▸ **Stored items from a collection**

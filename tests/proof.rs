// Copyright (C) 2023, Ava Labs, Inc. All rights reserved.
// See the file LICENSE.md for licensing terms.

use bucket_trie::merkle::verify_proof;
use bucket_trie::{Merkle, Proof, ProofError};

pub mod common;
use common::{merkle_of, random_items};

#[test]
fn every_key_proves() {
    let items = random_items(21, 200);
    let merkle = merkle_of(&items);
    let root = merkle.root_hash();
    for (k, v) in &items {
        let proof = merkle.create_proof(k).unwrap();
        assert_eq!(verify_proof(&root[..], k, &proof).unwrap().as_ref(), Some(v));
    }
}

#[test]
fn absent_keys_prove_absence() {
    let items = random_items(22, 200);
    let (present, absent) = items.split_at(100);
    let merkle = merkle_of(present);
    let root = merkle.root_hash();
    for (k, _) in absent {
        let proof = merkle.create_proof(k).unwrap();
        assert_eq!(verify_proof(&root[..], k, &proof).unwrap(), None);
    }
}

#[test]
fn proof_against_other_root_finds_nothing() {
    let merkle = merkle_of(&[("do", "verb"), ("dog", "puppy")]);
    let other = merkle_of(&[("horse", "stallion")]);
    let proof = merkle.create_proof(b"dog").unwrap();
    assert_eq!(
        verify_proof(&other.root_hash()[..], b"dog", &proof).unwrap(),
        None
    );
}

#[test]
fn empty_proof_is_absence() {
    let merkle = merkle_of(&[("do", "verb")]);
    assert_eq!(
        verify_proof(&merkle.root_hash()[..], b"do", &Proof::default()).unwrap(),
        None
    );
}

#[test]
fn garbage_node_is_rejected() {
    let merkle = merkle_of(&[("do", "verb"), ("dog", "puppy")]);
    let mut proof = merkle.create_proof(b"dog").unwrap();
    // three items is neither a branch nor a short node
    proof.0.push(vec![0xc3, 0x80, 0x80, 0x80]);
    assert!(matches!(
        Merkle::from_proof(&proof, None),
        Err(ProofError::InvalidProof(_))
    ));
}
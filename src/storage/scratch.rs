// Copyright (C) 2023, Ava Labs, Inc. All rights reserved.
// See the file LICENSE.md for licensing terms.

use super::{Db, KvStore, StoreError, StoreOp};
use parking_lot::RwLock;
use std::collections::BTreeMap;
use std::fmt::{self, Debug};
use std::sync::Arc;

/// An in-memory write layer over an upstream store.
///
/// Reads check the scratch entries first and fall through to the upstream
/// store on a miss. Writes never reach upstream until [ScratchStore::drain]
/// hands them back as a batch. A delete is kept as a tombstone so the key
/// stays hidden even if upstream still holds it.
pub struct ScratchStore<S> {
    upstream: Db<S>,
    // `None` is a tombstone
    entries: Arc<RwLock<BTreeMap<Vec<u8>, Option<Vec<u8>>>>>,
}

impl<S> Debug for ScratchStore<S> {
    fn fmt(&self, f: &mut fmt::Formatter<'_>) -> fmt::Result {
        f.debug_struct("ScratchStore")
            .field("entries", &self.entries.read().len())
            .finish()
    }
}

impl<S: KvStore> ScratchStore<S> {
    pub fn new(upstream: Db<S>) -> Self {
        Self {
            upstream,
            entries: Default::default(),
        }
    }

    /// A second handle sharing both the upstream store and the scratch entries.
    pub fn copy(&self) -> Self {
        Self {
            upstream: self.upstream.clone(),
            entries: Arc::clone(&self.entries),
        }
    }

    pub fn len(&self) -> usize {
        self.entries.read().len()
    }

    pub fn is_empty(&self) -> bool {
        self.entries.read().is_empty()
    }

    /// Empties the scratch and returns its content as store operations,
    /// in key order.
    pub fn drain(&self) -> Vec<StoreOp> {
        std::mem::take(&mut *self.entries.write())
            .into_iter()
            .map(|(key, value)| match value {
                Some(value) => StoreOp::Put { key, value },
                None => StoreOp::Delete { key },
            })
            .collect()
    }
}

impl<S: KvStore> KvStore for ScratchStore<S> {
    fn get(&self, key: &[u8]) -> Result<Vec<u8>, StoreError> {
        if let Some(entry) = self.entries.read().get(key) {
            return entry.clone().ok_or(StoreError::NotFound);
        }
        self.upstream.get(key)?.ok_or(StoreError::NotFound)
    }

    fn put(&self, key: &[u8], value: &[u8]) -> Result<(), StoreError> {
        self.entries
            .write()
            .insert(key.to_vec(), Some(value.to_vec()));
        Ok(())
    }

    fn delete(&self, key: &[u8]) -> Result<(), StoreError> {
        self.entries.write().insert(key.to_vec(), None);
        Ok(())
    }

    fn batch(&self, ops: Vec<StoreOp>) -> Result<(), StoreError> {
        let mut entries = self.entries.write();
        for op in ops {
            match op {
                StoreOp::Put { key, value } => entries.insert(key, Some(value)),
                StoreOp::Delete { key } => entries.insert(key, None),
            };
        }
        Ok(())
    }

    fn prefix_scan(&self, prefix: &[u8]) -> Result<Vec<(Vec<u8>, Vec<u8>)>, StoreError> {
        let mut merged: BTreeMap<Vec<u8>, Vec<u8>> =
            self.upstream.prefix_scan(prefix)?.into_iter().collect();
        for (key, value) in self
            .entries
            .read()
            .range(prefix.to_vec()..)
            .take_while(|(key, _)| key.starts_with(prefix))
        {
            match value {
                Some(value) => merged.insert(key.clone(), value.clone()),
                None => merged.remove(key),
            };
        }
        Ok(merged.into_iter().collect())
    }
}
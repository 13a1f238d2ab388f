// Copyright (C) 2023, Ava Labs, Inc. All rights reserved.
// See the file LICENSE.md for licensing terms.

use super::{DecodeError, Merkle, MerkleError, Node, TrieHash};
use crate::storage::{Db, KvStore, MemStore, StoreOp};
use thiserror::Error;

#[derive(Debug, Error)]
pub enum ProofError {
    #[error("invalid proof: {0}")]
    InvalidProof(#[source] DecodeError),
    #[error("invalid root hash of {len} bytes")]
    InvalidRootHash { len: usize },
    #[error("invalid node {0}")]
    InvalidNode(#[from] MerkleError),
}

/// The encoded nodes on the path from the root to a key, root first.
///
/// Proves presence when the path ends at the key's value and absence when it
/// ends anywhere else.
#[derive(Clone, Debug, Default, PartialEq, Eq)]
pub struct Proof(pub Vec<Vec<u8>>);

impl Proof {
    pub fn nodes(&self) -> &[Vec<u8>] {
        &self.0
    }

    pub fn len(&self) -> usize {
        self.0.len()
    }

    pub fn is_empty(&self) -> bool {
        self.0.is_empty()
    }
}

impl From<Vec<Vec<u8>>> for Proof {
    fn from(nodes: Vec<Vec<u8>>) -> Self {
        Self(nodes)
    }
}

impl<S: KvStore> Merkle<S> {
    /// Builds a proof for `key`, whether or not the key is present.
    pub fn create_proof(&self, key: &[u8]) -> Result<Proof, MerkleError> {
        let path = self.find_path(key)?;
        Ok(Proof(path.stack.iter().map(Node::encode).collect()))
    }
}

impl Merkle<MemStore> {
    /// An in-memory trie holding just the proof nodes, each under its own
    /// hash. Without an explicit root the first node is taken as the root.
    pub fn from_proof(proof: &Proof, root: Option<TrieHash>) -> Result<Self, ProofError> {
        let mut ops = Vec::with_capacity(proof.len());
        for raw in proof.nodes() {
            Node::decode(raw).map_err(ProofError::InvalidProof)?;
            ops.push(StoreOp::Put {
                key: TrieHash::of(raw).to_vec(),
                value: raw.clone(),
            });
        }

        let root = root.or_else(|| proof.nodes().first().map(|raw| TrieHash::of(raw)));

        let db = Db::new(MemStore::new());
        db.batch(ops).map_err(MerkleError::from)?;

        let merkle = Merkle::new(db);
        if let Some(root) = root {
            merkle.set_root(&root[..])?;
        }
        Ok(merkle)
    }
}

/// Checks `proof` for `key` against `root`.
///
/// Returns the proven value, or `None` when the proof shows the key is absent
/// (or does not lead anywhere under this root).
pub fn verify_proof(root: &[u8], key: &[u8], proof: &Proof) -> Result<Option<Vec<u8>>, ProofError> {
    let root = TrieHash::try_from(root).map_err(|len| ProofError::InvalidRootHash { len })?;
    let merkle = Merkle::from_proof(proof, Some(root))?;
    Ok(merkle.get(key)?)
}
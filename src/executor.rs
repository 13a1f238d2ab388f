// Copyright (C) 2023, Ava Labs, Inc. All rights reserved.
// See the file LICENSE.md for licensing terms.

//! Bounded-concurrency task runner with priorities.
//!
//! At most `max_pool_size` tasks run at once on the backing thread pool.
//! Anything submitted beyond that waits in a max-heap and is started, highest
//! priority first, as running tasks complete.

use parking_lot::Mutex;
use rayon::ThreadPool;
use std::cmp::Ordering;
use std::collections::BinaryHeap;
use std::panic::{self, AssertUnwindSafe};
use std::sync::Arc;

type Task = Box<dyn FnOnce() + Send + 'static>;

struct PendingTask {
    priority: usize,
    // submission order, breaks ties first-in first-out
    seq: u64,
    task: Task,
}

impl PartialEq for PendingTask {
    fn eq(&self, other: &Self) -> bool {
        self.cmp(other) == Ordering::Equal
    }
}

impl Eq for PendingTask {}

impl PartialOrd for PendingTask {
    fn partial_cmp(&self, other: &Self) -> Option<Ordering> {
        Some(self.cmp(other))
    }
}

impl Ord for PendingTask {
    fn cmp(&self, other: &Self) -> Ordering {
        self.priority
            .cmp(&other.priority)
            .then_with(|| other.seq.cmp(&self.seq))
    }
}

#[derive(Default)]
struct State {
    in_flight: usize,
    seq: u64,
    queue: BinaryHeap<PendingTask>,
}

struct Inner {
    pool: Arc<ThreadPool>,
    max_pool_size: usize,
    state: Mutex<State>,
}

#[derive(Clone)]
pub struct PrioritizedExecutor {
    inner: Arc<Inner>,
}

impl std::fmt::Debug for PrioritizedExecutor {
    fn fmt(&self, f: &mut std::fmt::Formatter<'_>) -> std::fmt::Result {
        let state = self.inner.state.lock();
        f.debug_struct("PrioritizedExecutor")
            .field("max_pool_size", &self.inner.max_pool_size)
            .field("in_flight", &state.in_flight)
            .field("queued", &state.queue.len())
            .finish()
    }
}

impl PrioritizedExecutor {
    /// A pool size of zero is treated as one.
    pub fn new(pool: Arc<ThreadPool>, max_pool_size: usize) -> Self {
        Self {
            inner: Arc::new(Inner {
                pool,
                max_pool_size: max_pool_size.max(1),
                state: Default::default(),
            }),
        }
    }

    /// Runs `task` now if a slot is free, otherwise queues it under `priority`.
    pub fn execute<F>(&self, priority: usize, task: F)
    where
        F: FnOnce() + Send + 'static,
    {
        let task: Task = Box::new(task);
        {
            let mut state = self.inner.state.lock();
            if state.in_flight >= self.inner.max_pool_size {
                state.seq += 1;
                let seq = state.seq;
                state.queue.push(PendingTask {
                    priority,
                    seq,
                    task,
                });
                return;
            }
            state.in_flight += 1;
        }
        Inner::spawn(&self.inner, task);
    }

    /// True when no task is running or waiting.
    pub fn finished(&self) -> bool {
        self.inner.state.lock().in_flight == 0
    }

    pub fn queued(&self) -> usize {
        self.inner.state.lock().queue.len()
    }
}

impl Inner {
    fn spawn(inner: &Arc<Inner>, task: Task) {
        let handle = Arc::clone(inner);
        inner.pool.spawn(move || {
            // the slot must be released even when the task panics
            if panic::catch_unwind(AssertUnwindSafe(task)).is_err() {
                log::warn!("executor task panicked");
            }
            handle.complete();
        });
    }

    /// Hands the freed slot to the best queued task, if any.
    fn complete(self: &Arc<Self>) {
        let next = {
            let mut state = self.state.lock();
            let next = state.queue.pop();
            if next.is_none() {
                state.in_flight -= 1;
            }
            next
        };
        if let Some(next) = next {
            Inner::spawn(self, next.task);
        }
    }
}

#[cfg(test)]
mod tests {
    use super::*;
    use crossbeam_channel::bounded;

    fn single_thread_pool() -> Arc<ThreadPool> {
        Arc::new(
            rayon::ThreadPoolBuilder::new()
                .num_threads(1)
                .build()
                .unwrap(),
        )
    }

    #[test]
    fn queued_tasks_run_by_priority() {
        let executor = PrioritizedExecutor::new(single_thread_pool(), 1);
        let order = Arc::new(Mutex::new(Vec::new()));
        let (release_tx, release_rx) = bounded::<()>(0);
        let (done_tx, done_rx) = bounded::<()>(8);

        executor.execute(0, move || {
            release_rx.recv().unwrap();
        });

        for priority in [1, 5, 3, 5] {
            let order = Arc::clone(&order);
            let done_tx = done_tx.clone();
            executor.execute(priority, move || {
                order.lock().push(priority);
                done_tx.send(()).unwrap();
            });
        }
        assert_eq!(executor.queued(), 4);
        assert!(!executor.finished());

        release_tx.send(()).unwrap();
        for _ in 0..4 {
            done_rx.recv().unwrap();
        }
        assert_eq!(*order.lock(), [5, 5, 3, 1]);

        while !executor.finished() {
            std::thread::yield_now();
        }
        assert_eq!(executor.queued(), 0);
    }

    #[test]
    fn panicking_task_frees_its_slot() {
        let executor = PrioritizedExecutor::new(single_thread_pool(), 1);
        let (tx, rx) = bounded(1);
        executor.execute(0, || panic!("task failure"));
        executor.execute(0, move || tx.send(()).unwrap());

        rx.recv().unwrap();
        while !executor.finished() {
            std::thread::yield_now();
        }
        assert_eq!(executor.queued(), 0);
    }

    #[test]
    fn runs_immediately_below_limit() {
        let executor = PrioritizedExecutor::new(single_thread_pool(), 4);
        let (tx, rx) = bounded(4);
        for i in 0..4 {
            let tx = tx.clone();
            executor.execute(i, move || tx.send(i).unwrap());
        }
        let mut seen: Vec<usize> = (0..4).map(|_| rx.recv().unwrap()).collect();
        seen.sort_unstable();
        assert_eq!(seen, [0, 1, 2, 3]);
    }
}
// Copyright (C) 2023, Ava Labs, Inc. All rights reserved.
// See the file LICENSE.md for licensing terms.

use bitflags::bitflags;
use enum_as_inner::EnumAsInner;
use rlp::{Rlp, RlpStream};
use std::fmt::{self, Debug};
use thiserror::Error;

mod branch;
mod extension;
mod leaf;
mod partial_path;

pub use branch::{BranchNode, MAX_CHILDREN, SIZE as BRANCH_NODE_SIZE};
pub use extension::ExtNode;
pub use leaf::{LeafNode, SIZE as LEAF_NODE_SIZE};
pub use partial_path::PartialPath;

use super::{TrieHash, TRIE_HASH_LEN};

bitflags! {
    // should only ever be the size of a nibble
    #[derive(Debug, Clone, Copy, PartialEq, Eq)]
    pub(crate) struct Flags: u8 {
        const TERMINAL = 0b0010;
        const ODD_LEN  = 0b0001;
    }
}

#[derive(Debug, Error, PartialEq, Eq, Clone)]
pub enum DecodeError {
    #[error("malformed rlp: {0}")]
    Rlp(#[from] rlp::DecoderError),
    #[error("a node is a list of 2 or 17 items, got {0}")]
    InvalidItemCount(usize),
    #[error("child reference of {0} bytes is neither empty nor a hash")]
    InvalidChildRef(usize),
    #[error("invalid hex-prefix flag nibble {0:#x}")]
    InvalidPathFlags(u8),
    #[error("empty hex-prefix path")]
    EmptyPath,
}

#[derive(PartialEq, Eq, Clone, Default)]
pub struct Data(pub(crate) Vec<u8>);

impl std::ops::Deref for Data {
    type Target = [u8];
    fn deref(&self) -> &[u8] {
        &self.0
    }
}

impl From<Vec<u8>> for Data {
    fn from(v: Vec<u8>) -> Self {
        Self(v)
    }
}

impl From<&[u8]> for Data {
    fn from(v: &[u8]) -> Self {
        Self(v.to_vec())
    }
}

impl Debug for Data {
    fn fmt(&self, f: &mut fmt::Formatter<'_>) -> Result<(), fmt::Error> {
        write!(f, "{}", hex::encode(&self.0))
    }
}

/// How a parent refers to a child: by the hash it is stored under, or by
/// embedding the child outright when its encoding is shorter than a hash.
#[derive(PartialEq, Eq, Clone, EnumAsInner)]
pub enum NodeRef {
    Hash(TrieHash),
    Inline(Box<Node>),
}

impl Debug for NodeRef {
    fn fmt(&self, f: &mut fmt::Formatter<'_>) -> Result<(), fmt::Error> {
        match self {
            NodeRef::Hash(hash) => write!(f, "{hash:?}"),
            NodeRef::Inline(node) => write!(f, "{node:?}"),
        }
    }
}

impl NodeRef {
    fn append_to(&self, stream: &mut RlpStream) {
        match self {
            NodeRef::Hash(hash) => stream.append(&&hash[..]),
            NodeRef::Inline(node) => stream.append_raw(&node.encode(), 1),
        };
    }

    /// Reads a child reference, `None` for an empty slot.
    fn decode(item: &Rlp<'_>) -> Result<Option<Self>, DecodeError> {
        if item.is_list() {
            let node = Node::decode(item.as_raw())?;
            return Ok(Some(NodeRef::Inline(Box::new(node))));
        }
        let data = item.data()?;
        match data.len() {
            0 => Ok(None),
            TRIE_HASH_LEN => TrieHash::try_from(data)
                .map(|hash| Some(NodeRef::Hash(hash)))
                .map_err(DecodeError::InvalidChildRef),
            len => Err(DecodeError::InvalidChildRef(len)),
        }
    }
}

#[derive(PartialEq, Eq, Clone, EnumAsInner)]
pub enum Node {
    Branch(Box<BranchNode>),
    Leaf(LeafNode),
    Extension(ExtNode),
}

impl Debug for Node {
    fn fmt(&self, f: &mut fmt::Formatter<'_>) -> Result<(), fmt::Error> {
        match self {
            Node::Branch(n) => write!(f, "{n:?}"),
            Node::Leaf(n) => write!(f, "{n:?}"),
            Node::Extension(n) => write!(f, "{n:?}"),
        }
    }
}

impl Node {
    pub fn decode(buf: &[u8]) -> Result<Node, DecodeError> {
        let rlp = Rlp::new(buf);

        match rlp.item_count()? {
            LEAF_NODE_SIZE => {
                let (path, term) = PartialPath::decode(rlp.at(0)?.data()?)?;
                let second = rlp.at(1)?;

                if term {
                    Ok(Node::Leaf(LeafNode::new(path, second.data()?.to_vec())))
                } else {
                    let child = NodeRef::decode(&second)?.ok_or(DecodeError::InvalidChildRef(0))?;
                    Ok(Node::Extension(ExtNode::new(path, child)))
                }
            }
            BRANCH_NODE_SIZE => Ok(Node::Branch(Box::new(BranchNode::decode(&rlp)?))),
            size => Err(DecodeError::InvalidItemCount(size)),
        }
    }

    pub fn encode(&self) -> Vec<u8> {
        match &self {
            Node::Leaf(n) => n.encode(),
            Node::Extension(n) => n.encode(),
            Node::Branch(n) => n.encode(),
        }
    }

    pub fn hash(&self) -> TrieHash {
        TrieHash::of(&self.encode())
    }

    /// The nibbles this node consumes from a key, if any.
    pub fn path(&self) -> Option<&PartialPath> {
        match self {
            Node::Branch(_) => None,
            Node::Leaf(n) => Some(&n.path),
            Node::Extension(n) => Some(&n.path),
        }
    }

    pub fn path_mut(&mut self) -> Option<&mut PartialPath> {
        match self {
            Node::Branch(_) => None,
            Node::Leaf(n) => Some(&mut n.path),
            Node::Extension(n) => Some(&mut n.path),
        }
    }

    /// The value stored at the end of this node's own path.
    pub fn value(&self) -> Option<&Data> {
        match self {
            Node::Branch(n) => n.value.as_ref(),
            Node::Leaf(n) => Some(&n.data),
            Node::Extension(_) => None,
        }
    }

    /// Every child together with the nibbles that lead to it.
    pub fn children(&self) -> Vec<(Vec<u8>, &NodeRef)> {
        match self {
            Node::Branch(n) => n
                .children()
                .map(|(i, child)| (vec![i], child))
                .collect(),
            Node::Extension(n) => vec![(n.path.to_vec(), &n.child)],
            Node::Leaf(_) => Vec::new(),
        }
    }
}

▸ **EXERCISE OBJECTIVE**
Tally each line in the data that holds the word "under"; write only the total.

▸ **ANSWER SECTION**
4